[Stored items]
________

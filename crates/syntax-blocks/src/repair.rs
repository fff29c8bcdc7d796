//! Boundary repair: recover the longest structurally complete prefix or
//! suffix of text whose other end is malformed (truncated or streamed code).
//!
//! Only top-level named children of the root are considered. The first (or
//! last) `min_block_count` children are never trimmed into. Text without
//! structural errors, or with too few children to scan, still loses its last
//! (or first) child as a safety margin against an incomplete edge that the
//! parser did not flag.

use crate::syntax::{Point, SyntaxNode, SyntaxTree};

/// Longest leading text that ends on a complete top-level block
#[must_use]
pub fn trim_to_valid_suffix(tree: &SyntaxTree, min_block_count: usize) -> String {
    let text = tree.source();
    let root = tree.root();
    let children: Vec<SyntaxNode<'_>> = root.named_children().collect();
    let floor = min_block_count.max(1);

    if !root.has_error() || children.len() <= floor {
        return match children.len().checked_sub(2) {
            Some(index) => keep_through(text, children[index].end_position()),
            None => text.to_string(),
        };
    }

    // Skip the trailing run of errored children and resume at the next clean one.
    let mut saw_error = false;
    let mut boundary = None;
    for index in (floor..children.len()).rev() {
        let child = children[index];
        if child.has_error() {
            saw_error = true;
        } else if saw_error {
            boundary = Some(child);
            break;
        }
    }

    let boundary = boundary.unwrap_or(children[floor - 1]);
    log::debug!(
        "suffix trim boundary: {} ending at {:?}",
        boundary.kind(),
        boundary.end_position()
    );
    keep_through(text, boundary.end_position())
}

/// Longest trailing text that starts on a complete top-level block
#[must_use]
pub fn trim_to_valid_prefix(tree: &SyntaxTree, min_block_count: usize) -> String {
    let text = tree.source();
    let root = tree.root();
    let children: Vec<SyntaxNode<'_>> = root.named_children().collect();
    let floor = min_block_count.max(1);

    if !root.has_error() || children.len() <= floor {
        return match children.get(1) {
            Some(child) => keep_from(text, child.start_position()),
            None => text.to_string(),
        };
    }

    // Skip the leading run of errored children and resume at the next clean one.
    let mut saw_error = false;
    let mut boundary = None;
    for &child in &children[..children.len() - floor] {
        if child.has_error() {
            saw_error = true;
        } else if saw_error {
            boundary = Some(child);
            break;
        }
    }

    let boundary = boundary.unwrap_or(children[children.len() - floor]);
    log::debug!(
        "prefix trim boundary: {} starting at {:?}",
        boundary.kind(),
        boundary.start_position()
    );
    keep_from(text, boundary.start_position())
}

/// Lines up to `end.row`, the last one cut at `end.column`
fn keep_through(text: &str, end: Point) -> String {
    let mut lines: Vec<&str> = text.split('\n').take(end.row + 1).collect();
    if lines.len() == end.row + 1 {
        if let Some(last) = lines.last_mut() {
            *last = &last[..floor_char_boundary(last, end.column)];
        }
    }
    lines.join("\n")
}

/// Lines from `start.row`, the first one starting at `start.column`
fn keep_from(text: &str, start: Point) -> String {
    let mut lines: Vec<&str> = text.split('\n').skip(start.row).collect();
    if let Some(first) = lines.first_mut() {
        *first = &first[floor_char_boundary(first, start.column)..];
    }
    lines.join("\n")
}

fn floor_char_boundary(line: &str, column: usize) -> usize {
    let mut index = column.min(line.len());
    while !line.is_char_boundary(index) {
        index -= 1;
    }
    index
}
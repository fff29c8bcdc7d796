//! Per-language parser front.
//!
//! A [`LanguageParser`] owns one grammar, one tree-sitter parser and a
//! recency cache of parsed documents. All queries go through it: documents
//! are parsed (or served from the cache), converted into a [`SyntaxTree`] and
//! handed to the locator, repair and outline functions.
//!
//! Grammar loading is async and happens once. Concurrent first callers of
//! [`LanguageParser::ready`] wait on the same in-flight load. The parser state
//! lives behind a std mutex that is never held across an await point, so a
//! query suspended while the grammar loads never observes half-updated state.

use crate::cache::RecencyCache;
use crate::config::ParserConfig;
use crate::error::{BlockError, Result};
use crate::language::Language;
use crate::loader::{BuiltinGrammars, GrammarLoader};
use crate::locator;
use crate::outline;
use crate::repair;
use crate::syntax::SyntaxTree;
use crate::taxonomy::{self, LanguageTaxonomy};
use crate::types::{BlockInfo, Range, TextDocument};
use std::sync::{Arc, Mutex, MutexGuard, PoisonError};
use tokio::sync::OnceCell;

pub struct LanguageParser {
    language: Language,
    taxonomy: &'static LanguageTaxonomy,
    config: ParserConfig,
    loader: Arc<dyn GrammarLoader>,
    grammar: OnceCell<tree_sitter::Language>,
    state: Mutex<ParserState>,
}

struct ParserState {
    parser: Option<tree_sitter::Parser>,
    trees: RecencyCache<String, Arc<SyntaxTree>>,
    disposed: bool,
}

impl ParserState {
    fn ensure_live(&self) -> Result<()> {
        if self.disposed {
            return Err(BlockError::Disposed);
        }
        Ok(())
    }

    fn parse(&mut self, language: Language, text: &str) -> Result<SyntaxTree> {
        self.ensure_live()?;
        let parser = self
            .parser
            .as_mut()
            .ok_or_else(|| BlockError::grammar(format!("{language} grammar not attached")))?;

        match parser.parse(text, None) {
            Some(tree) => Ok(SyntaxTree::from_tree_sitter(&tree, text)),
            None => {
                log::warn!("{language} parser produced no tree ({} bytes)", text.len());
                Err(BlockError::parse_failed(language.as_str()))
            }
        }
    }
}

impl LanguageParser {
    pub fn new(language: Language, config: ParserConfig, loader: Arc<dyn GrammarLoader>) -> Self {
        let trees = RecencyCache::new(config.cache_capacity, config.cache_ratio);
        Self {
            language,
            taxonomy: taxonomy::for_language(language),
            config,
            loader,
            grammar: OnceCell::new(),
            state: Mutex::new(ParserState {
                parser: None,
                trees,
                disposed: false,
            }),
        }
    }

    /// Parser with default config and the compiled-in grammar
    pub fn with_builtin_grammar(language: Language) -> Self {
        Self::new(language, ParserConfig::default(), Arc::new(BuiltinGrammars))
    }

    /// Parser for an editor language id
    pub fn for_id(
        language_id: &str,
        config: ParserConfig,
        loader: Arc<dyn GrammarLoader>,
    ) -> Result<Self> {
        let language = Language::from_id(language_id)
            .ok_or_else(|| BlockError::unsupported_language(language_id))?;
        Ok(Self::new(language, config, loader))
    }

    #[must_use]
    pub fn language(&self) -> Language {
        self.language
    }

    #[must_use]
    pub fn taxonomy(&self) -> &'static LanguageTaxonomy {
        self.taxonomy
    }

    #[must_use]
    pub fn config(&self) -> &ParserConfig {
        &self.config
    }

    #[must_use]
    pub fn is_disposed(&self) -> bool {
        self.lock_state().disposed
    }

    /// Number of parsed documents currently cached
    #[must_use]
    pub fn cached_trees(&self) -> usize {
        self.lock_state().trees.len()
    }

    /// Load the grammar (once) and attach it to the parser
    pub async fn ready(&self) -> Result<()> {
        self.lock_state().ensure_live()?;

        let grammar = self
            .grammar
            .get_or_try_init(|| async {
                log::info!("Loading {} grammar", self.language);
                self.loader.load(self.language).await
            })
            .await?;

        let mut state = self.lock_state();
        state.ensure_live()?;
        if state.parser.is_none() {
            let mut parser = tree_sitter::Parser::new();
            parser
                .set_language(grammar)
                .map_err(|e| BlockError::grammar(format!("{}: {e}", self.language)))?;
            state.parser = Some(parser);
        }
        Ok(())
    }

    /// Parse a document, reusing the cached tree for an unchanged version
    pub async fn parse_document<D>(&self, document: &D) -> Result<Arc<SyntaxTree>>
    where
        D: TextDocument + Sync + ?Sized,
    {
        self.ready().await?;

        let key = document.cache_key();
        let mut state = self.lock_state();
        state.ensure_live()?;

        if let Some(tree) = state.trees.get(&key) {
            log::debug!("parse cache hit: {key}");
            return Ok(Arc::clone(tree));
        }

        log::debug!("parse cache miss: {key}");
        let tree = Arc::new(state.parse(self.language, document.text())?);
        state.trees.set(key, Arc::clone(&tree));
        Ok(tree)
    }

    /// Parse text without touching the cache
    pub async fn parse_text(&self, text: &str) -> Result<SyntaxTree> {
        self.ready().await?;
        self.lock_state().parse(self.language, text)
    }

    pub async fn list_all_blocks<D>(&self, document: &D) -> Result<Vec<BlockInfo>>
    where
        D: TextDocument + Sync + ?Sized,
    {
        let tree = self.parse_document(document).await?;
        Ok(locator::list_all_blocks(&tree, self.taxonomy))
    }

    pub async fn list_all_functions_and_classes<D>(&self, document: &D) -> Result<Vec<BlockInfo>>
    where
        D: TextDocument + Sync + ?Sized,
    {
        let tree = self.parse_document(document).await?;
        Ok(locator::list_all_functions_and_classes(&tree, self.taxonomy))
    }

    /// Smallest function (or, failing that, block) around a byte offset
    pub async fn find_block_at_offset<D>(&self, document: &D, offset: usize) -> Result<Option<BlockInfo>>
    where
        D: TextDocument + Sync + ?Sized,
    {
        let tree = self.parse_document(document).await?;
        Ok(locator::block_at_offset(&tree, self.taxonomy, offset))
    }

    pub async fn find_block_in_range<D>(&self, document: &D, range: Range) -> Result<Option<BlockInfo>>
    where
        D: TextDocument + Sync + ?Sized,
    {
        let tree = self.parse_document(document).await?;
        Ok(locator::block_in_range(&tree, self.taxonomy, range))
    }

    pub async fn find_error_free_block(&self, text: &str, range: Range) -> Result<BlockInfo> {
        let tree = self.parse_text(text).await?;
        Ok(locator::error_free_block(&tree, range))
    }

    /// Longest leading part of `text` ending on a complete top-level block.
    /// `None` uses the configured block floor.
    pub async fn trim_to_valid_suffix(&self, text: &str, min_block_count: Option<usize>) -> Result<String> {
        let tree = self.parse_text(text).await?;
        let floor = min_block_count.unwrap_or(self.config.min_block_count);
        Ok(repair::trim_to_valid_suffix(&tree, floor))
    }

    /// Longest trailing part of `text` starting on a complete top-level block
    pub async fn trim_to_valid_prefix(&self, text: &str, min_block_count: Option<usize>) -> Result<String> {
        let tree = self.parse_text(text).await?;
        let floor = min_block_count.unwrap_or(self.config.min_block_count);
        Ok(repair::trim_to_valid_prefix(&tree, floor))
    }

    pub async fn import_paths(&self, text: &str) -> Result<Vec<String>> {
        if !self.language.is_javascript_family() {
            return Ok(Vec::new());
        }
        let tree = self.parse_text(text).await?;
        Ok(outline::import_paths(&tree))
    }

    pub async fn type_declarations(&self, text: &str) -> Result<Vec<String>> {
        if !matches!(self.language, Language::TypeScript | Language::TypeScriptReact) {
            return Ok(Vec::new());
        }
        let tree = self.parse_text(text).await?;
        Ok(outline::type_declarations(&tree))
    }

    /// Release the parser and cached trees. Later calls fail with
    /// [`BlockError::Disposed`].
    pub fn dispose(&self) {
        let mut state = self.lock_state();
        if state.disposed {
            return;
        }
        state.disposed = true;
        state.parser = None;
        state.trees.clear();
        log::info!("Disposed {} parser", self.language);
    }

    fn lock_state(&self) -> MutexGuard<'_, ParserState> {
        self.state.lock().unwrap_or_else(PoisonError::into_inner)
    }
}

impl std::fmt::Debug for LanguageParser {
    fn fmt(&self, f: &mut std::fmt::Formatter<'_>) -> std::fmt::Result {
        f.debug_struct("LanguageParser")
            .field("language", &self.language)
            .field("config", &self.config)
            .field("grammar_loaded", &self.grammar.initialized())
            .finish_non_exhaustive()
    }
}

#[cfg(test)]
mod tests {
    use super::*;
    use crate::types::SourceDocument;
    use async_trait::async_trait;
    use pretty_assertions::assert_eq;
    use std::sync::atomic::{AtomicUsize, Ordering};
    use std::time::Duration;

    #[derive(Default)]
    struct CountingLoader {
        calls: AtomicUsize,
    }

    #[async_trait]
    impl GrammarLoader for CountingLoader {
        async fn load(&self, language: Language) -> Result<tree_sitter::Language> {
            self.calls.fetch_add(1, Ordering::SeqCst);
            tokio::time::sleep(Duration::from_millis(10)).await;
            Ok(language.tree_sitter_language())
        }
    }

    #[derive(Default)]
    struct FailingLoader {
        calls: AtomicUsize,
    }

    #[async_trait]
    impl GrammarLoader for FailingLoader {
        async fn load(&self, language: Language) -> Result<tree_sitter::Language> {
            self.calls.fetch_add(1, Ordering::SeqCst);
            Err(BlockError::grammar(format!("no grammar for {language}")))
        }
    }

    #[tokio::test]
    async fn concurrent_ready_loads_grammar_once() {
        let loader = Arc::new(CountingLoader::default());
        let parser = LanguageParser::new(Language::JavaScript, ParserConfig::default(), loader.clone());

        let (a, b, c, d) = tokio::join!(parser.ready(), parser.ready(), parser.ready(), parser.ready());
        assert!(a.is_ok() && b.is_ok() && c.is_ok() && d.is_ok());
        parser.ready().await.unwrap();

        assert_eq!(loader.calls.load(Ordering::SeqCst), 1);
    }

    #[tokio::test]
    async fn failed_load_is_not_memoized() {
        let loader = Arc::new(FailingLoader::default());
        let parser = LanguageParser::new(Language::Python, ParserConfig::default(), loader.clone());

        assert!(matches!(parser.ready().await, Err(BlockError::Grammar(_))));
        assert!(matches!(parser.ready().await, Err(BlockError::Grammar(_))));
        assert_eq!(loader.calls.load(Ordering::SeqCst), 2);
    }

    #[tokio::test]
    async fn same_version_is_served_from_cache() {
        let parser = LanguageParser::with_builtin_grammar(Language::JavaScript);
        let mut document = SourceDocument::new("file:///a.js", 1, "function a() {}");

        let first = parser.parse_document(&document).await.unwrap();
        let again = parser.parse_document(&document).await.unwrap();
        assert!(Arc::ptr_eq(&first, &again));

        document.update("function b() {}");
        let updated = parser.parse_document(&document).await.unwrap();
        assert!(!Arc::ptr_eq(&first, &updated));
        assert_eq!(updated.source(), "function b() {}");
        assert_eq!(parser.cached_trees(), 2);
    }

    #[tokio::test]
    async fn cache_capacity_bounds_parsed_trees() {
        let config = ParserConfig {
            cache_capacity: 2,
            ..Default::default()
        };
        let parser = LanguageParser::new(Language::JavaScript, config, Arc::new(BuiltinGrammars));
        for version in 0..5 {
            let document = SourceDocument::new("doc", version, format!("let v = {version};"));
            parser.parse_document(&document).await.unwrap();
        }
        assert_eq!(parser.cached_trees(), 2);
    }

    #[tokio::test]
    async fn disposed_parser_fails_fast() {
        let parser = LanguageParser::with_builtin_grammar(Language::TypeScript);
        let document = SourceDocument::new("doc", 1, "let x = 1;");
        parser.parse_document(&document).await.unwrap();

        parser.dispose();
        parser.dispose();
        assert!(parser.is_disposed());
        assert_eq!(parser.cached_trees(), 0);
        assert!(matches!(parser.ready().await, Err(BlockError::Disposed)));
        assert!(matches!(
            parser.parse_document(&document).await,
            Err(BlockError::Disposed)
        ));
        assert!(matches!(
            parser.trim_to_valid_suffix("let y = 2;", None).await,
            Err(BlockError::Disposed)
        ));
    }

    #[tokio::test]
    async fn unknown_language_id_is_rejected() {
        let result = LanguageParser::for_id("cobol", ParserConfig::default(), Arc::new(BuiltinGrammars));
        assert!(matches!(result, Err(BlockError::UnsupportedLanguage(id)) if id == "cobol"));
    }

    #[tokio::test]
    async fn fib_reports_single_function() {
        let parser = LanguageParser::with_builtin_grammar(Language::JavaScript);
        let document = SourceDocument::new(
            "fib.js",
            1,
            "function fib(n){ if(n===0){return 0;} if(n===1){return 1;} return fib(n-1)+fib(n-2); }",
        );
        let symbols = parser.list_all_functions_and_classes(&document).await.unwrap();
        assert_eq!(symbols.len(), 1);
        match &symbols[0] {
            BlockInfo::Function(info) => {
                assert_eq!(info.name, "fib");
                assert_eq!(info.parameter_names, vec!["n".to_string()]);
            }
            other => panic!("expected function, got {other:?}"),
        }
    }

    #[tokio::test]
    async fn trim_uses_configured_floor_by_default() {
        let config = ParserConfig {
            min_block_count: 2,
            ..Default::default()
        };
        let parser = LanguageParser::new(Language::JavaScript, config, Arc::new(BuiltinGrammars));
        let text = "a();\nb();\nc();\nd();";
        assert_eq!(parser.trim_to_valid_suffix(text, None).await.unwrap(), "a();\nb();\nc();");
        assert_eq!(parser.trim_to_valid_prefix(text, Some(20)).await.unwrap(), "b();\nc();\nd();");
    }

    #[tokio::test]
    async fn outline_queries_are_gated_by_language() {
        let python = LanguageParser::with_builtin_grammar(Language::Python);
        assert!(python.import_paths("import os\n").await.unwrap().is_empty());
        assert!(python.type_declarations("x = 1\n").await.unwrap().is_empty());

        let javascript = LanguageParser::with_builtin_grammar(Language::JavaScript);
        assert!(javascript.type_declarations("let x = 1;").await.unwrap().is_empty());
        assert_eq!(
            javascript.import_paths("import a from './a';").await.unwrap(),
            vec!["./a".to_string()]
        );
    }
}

________

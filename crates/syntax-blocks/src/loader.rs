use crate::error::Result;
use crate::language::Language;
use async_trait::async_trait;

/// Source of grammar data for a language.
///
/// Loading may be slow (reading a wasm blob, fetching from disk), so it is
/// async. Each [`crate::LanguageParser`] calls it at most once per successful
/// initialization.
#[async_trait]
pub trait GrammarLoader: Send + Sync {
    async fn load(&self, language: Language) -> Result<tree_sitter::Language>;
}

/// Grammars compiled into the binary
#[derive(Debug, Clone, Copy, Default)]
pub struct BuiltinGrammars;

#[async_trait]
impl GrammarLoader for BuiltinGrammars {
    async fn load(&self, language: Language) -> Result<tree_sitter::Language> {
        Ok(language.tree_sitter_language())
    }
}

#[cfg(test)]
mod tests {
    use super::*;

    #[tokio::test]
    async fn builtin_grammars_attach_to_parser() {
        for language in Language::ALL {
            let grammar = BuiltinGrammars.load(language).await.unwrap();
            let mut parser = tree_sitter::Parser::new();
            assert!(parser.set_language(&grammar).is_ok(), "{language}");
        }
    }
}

________

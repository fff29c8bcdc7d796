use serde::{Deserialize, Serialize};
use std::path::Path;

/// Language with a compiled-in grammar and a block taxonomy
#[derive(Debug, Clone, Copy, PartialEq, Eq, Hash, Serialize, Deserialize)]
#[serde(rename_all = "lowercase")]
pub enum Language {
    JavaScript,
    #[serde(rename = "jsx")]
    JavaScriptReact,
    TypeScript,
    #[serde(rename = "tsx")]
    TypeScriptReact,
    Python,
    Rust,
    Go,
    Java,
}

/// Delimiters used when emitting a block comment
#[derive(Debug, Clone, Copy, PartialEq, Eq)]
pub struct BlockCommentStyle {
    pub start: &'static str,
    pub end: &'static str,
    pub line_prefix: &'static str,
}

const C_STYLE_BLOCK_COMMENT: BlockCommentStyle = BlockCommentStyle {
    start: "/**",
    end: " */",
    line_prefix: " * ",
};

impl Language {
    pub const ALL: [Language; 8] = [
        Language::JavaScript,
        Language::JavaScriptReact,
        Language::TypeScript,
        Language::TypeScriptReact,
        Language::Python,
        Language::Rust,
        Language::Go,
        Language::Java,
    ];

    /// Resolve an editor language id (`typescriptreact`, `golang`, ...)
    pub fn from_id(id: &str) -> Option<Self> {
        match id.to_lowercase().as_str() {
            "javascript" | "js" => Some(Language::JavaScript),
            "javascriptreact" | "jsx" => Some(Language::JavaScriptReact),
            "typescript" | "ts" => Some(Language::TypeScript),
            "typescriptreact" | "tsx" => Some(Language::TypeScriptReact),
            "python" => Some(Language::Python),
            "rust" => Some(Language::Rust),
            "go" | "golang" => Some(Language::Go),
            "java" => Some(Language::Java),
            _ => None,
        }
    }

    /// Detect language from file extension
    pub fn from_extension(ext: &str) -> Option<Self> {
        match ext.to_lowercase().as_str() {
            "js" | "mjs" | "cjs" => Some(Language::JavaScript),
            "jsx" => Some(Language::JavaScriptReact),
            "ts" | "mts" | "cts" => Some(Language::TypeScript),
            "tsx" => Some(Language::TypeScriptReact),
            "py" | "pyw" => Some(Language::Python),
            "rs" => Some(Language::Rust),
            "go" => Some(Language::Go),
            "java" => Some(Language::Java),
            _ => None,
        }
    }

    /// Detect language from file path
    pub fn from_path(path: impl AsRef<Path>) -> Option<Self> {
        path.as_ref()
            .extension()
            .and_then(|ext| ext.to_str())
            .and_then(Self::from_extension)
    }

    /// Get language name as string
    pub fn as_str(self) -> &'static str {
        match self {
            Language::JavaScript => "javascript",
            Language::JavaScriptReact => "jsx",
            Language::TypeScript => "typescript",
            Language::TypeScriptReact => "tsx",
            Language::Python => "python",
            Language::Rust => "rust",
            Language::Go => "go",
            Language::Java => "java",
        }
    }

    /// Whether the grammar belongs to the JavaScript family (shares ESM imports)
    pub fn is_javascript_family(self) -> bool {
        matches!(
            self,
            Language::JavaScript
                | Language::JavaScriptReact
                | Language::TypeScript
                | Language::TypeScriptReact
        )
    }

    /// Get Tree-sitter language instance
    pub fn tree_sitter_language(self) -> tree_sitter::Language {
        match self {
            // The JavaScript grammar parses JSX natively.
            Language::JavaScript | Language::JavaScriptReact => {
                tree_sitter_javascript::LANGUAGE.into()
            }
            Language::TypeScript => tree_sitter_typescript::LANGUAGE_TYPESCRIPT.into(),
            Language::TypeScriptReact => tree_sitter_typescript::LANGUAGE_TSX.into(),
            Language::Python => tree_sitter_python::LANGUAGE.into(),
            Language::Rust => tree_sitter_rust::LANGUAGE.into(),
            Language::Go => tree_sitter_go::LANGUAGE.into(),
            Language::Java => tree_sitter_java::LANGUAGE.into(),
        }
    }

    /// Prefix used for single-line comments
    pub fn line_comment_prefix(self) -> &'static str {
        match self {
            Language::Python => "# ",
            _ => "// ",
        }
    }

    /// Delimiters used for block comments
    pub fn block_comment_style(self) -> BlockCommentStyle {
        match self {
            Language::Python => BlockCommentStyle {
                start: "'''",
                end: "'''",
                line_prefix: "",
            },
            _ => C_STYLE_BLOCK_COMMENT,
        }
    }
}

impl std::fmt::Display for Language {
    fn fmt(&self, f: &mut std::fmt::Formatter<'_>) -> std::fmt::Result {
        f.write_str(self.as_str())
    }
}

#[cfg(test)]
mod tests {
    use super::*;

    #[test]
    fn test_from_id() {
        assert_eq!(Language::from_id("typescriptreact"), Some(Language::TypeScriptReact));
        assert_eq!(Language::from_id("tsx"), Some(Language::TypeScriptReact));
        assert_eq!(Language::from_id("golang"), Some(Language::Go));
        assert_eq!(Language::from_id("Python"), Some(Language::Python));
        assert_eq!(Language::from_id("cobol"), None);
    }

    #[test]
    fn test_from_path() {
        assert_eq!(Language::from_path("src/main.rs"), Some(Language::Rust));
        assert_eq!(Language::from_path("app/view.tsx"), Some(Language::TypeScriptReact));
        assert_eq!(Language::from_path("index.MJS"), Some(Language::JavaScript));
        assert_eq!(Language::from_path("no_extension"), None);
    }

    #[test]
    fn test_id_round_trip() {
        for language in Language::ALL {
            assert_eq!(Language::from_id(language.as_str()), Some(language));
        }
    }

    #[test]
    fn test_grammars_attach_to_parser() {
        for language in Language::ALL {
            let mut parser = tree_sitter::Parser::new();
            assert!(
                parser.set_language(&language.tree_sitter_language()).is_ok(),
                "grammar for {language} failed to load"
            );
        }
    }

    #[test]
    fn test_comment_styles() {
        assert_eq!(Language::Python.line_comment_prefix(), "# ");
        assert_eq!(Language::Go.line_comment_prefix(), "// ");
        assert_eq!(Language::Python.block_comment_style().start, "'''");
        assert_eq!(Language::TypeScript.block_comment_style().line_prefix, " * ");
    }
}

________

§ ACTIVITY
After counting the lines of the records above that hold the word "ending", give the total and nothing else.

§ REPLY TO THE EXERCISE
2